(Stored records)
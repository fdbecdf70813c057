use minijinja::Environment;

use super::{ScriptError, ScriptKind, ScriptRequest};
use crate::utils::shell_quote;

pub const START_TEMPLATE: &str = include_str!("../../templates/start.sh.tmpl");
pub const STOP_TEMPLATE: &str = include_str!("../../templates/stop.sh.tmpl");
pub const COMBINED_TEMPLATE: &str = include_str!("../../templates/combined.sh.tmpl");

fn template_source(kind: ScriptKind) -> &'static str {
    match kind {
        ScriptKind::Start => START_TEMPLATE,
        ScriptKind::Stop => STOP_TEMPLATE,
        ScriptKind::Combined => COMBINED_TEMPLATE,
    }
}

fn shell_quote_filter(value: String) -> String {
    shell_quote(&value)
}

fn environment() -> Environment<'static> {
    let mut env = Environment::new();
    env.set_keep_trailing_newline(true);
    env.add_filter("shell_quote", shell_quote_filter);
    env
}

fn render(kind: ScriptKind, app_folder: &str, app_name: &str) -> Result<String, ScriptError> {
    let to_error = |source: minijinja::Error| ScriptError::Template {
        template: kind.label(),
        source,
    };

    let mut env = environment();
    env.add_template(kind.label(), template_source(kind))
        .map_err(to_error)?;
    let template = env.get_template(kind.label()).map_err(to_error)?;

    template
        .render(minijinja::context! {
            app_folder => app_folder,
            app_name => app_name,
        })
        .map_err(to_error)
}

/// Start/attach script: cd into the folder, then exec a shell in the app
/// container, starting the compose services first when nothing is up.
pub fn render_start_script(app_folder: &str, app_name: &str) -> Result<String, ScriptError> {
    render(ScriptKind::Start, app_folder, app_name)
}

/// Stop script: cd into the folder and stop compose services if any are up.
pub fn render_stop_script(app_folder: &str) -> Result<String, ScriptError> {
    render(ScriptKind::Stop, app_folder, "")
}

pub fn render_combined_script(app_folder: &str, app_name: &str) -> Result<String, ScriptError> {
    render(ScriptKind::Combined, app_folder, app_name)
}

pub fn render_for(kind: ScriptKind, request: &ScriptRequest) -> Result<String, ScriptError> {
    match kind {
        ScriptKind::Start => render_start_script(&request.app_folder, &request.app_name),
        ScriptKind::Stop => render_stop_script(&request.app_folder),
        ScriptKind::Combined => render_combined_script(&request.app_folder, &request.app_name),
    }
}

--

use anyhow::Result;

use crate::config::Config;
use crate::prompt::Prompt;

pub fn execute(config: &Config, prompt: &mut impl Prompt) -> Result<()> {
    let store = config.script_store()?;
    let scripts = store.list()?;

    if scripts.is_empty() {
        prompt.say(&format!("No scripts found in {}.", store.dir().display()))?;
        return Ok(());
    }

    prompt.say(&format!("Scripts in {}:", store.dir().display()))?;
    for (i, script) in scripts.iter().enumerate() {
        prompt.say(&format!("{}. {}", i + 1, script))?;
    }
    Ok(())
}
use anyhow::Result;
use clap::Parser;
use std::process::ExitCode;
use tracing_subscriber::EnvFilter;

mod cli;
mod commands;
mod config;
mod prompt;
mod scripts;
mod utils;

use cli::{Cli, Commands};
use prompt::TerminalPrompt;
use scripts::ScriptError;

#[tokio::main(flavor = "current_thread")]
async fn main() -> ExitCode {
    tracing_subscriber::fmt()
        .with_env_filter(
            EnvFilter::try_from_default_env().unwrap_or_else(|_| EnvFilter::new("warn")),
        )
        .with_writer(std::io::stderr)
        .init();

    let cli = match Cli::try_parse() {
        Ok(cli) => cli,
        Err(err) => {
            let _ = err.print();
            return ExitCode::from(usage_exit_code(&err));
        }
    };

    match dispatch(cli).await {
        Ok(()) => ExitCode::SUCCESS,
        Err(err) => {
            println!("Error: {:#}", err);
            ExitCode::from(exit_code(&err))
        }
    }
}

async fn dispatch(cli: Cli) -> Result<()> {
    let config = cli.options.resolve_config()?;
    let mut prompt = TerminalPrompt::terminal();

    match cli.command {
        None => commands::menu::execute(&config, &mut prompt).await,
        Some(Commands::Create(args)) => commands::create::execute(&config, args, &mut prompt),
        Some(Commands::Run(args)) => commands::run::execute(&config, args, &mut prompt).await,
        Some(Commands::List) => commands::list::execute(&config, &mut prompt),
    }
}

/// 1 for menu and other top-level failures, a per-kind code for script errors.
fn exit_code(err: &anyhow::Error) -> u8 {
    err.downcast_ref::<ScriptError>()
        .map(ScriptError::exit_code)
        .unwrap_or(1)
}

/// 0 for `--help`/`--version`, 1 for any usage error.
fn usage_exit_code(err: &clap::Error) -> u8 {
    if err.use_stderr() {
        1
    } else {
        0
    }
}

Description of the task: Lines holding the word "config" are the answer; copy each one from the records above.

Reply:
use crate::config::Config;
pub fn execute(config: &Config, prompt: &mut impl Prompt) -> Result<()> {
    let store = config.script_store()?;
mod config;
    let config = cli.options.resolve_config()?;
        None => commands::menu::execute(&config, &mut prompt).await,
        Some(Commands::Create(args)) => commands::create::execute(&config, args, &mut prompt),
        Some(Commands::Run(args)) => commands::run::execute(&config, args, &mut prompt).await,
        Some(Commands::List) => commands::list::execute(&config, &mut prompt),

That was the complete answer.